ぶつ、と糸が切れた。脇腹の革が、ぱっくりと口を開けた。俺の指した、ちょうどその一本から解けたのだ。
検証団の三人が顔を見合わせた。もう誰も何も言わなかった。
老鑑定士は、最後に井戸の水を検めた。
ギルドの裏の、古い井戸だ。桶に汲んだ水を、徽章をかざして読む。「澄んでいる。飲める水だ」と。
「ご老人。その水は飲めます」
俺は横から言った。
「でも、井戸の底。東の隅。そこの石組みが少し崩れかけています。今は澄んでいます。でも、あとひと月もすれば土が混じり始める。濁る前に、底を直したほうがいいです」
老鑑定士は、桶の水をじっと見た。澄んだ水だった。濁る兆しなど、どこにもない。だが、もうこの老人は疑わなかった。
「……あなたの目は」
老鑑定士は、ゆっくりと言った。
「わしらの目とは、見ているものが、違う。わしらは、今を見る。あなたは、今の中に、これからを見る。──同じ鑑定という言葉で呼ぶのが、おこがましいほどだ」
◇
検証は、それで終わった。三つの品、三つの的中。誰の目にも、もう疑いの余地はない。
老鑑定士は、俺の前に立ち、深く頭を下げた。組合の銀の徽章を持つ者が。徽章なき田舎の目利きに。

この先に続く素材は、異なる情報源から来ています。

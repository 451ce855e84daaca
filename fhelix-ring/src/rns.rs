use std::sync::Arc;

use num_bigint::BigUint;
use num_traits::One;

use crate::modulus::Modulus;
use crate::poly::Poly;
use crate::ring::{bigint_mod_u64, Ring};

/// One direction of an approximate CRT basis conversion: source residues are
/// recombined as sum_i y_i * (A/a_i) - v * A with the overflow count v
/// estimated in floating point. The estimate is off by at most one, which
/// shifts the lifted integer by +-A; every consumer tolerates that as noise.
#[derive(Debug, Clone)]
struct ConvTable {
	src: Vec<Modulus>,
	dst: Vec<Modulus>,
	/// (A/a_i)^-1 mod a_i.
	ahat_inv: Vec<u64>,
	/// (A/a_i) mod b_j, indexed [i][j].
	ahat_mod_b: Vec<Vec<u64>>,
	/// A mod b_j.
	a_mod_b: Vec<u64>,
	/// 1 / a_i, for the overflow estimate.
	src_rcp: Vec<f64>,
}

impl ConvTable {
	fn new(src: &[Modulus], dst: &[Modulus]) -> Self {
		let a: BigUint = src.iter().map(|m| m.modulus()).product();
		let mut ahat_inv = Vec::with_capacity(src.len());
		let mut ahat_mod_b = Vec::with_capacity(src.len());
		for m in src {
			let ahat = &a / m.modulus();
			ahat_inv.push(m.inv(bigint_mod_u64(&ahat, m.modulus())));
			ahat_mod_b.push(dst.iter().map(|d| bigint_mod_u64(&ahat, d.modulus())).collect());
		}
		ConvTable {
			ahat_inv,
			ahat_mod_b,
			a_mod_b: dst.iter().map(|d| bigint_mod_u64(&a, d.modulus())).collect(),
			src_rcp: src.iter().map(|m| 1.0 / m.modulus() as f64).collect(),
			src: src.to_vec(),
			dst: dst.to_vec(),
		}
	}

	/// Converts `n` coefficients from the source rows to the destination
	/// rows. Rows must all hold at least `n` values.
	fn convert(&self, n: usize, src: &[Vec<u64>], dst: &mut [Vec<u64>]) {
		debug_assert_eq!(src.len(), self.src.len());
		debug_assert_eq!(dst.len(), self.dst.len());
		let k = self.src.len();
		let mut y = vec![0u64; k];
		for c in 0..n {
			let mut vf = 0.5f64;
			for i in 0..k {
				y[i] = self.src[i].mul(src[i][c], self.ahat_inv[i]);
				vf += y[i] as f64 * self.src_rcp[i];
			}
			let v = vf as u64;
			for (j, m) in self.dst.iter().enumerate() {
				let mut acc = 0u128;
				for i in 0..k {
					acc += y[i] as u128 * self.ahat_mod_b[i][j] as u128;
				}
				let r = (acc % m.modulus() as u128) as u64;
				dst[j][c] = m.sub(r, m.mul(v, self.a_mod_b[j]));
			}
		}
	}
}

/// Fast RNS basis extension between a ciphertext chain Q and an auxiliary
/// chain P, covering the four conversions the evaluators need: extension
/// before a tensor product, the two halves of the division by Q after it,
/// and the division by P that closes a key switch.
#[derive(Debug, Clone)]
pub struct BasisExtender {
	ring_q: Arc<Ring>,
	ring_p: Arc<Ring>,
	/// Q_l -> P conversions, indexed by level. Shared across clones.
	up: Arc<Vec<ConvTable>>,
	/// P -> Q conversion at the full P chain.
	down: Arc<ConvTable>,
	/// Q_l^-1 mod p_j, indexed by level.
	q_inv_mod_p: Arc<Vec<Vec<u64>>>,
	/// P^-1 mod q_i, in Montgomery form.
	p_inv_mod_q: Arc<Vec<u64>>,
	/// floor(P/2) mod p_j and mod q_i.
	p_half_mod_p: Arc<Vec<u64>>,
	p_half_mod_q: Arc<Vec<u64>>,
	scratch_p: Poly,
	scratch_q: Poly,
}

impl BasisExtender {
	pub fn new(ring_q: &Arc<Ring>, ring_p: &Arc<Ring>) -> Self {
		let n = ring_q.degree();
		let q_moduli = ring_q.moduli();
		let p_moduli = ring_p.moduli();

		let mut up = Vec::with_capacity(q_moduli.len());
		let mut q_inv_mod_p = Vec::with_capacity(q_moduli.len());
		let mut q_big = BigUint::one();
		for level in 0..q_moduli.len() {
			q_big *= q_moduli[level].modulus();
			up.push(ConvTable::new(&q_moduli[..=level], p_moduli));
			q_inv_mod_p.push(
				p_moduli
					.iter()
					.map(|m| m.inv(bigint_mod_u64(&q_big, m.modulus())))
					.collect(),
			);
		}

		let p_big = ring_p.modulus_big().clone();
		let p_half = &p_big >> 1;

		BasisExtender {
			down: Arc::new(ConvTable::new(p_moduli, q_moduli)),
			up: Arc::new(up),
			q_inv_mod_p: Arc::new(q_inv_mod_p),
			p_inv_mod_q: Arc::new(
				q_moduli
					.iter()
					.map(|m| m.mform(m.inv(bigint_mod_u64(&p_big, m.modulus()))))
					.collect(),
			),
			p_half_mod_p: Arc::new(
				p_moduli.iter().map(|m| bigint_mod_u64(&p_half, m.modulus())).collect(),
			),
			p_half_mod_q: Arc::new(
				q_moduli.iter().map(|m| bigint_mod_u64(&p_half, m.modulus())).collect(),
			),
			scratch_p: Poly::new(p_moduli.len(), n),
			scratch_q: Poly::new(q_moduli.len(), n),
			ring_q: ring_q.clone(),
			ring_p: ring_p.clone(),
		}
	}

	/// Extends `src` from basis Q_level to basis P, writing only the new
	/// P-side residues.
	pub fn mod_up_split_qp(&mut self, level: usize, src: &Poly, dst_p: &mut Poly) {
		let n = self.ring_q.degree();
		self.up[level].convert(n, &src.coeffs[..=level], &mut dst_p.coeffs);
	}

	/// Extends `src` from basis P to basis Q_level.
	pub fn mod_up_split_pq(&mut self, level: usize, src_p: &Poly, dst_q: &mut Poly) {
		let n = self.ring_q.degree();
		self.down.convert(n, &src_p.coeffs, &mut dst_q.coeffs[..=level]);
	}

	/// Given the two halves of a value in basis Q_level * P, divides by
	/// Q_level (floor) and leaves the quotient on the P side, in place.
	pub fn mod_down_split_qp(&mut self, level: usize, src_q: &Poly, src_dst_p: &mut Poly) {
		let n = self.ring_q.degree();
		self.up[level].convert(n, &src_q.coeffs[..=level], &mut self.scratch_p.coeffs);
		let p_moduli = self.ring_p.moduli();
		for (j, m) in p_moduli.iter().enumerate() {
			let q_inv = m.mform(self.q_inv_mod_p[level][j]);
			let (dst, tmp) = (&mut src_dst_p.coeffs[j], &self.scratch_p.coeffs[j]);
			for c in 0..n {
				dst[c] = m.mred(m.sub(dst[c], tmp[c]), q_inv);
			}
		}
	}

	/// Divides a coefficient-form value in basis Q_level * P by P with
	/// centered rounding. The P rows of `p` start at row `q_limbs`; the
	/// rounded quotient replaces the Q rows in place.
	pub fn mod_down_pq(&mut self, level: usize, p: &mut Poly) {
		let n = self.ring_q.degree();
		let q_limbs = self.ring_q.moduli().len();
		let p_moduli = self.ring_p.moduli();

		// u = x_P + floor(P/2), the centering half.
		for (j, m) in p_moduli.iter().enumerate() {
			let h = self.p_half_mod_p[j];
			let (dst, src) = (&mut self.scratch_p.coeffs[j], &p.coeffs[q_limbs + j]);
			for c in 0..n {
				dst[c] = m.add(src[c], h);
			}
		}
		self.down.convert(n, &self.scratch_p.coeffs, &mut self.scratch_q.coeffs[..=level]);

		let q_moduli = self.ring_q.moduli();
		for i in 0..=level {
			let m = &q_moduli[i];
			let h = self.p_half_mod_q[i];
			let p_inv = self.p_inv_mod_q[i];
			let (row, conv) = (&mut p.coeffs[i], &self.scratch_q.coeffs[i]);
			for c in 0..n {
				row[c] = m.mred(m.sub(m.add(row[c], h), conv[c]), p_inv);
			}
		}
	}

	/// [`BasisExtender::mod_down_pq`] for NTT-resident operands: the P rows
	/// are brought to coefficient form, converted, and the quotient is
	/// returned to the NTT domain before the combining step.
	pub fn mod_down_ntt_pq(&mut self, level: usize, p: &mut Poly) {
		let n = self.ring_q.degree();
		let q_limbs = self.ring_q.moduli().len();
		let p_moduli = self.ring_p.moduli();

		for (j, m) in p_moduli.iter().enumerate() {
			let h = self.p_half_mod_p[j];
			self.scratch_p.coeffs[j].copy_from_slice(&p.coeffs[q_limbs + j]);
			self.ring_p.inv_ntt_row(j, &mut self.scratch_p.coeffs[j]);
			for c in self.scratch_p.coeffs[j].iter_mut() {
				*c = m.add(*c, h);
			}
		}
		self.down.convert(n, &self.scratch_p.coeffs, &mut self.scratch_q.coeffs[..=level]);

		let q_moduli = self.ring_q.moduli();
		for i in 0..=level {
			let m = &q_moduli[i];
			let h = self.p_half_mod_q[i];
			let p_inv = self.p_inv_mod_q[i];
			self.ring_q.ntt_row(i, &mut self.scratch_q.coeffs[i]);
			let (row, conv) = (&mut p.coeffs[i], &self.scratch_q.coeffs[i]);
			for c in 0..n {
				row[c] = m.mred(m.sub(m.add(row[c], h), conv[c]), p_inv);
			}
		}
	}
}

/// Gadget decomposition of R_Q elements into blocks of `alpha = |P|`
/// consecutive primes. Block digits are centered and spread across the whole
/// Q*P chain; on in-block primes the digit coincides with the source.
#[derive(Debug, Clone)]
pub struct Decomposer {
	alpha: usize,
	/// Digit-reconstruction tables indexed [level][block]. Shared across
	/// clones.
	tables: Arc<Vec<Vec<ConvTable>>>,
	/// Prime count of each block at the full level.
	xalpha: Vec<usize>,
	n: usize,
}

impl Decomposer {
	pub fn new(ring_q: &Arc<Ring>, ring_p: &Arc<Ring>) -> Self {
		let q_moduli = ring_q.moduli();
		let p_moduli = ring_p.moduli();
		let alpha = p_moduli.len();
		let beta_max = q_moduli.len().div_ceil(alpha);

		let mut tables = Vec::with_capacity(q_moduli.len());
		for level in 0..q_moduli.len() {
			let beta = (level + 1).div_ceil(alpha);
			let mut per_block = Vec::with_capacity(beta);
			for block in 0..beta {
				let start = block * alpha;
				let end = (start + alpha).min(level + 1);
				let mut dst: Vec<Modulus> = q_moduli[..=level].to_vec();
				dst.extend_from_slice(p_moduli);
				per_block.push(ConvTable::new(&q_moduli[start..end], &dst));
			}
			tables.push(per_block);
		}

		let mut xalpha = vec![alpha; beta_max];
		if q_moduli.len() % alpha != 0 {
			xalpha[beta_max - 1] = q_moduli.len() % alpha;
		}

		Decomposer {
			alpha,
			tables: Arc::new(tables),
			xalpha,
			n: ring_q.degree(),
		}
	}

	/// Number of primes per gadget block at the full level.
	pub fn xalpha(&self) -> &[usize] {
		&self.xalpha
	}

	/// Number of gadget blocks active at `level`.
	pub fn beta(&self, level: usize) -> usize {
		(level + 1).div_ceil(self.alpha)
	}

	pub fn alpha(&self) -> usize {
		self.alpha
	}

	/// Writes the centered digit of `src` for the given block over the full
	/// Q*P chain: Q rows 0..=level, then the P rows starting at `q_limbs`.
	pub fn decompose(&self, level: usize, block: usize, src: &Poly, dst_qp: &mut Poly) {
		let table = &self.tables[level][block];
		let start = block * self.alpha;
		let end = (start + self.alpha).min(level + 1);
		let q_limbs = src.coeffs.len();

		// Destination rows: the active Q prefix followed by the P rows, in
		// the order the table was built with.
		let mut rows: Vec<&mut Vec<u64>> = Vec::with_capacity(level + 1 + dst_qp.coeffs.len() - q_limbs);
		let (q_rows, p_rows) = dst_qp.coeffs.split_at_mut(q_limbs);
		rows.extend(q_rows[..=level].iter_mut());
		rows.extend(p_rows.iter_mut());

		let k = end - start;
		let mut y = vec![0u64; k];
		for c in 0..self.n {
			let mut vf = 0.5f64;
			for i in 0..k {
				y[i] = table.src[i].mul(src.coeffs[start + i][c], table.ahat_inv[i]);
				vf += y[i] as f64 * table.src_rcp[i];
			}
			let v = vf as u64;
			for (j, m) in table.dst.iter().enumerate() {
				let mut acc = 0u128;
				for i in 0..k {
					acc += y[i] as u128 * table.ahat_mod_b[i][j] as u128;
				}
				let r = (acc % m.modulus() as u128) as u64;
				rows[j][c] = m.sub(r, m.mul(v, table.a_mod_b[j]));
			}
		}
	}
}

「失礼をお許し願いたい。我々は、あなたを疑うために来た。だが、検めるほどに頭が下がるばかりだ」
「いえ。俺は、視えたものを言っただけです」
「その『視えたもの』が、我々には視えぬのだ」
老鑑定士は顔を上げた。その目には、もう迷いがなかった。
「組合へ戻り、ありのままを報告する。あなたの目は本物だ。ヴァロー殿の処断要請は──通らぬ」
広場に、わっと歓声が上がった。フィオナが飛び跳ね、ドニが豪快に笑った。ミレイユが目元を押さえていた。市場の人々も口々に俺の名を呼んでいる。半月前、机を畳まされた目利きが、組合の手で本物と認められた。その喜びが、広場いっぱいに弾けていた。
俺は、その真ん中で少し戸惑っていた。
みんなが、なぜこんなに喜ぶのか。俺は、いつも通りのことをしただけなのに。視えるものを視たままに言う。それだけのことだったのに。
北の空の下で、組合の天秤がようやく一方へ傾こうとしていた。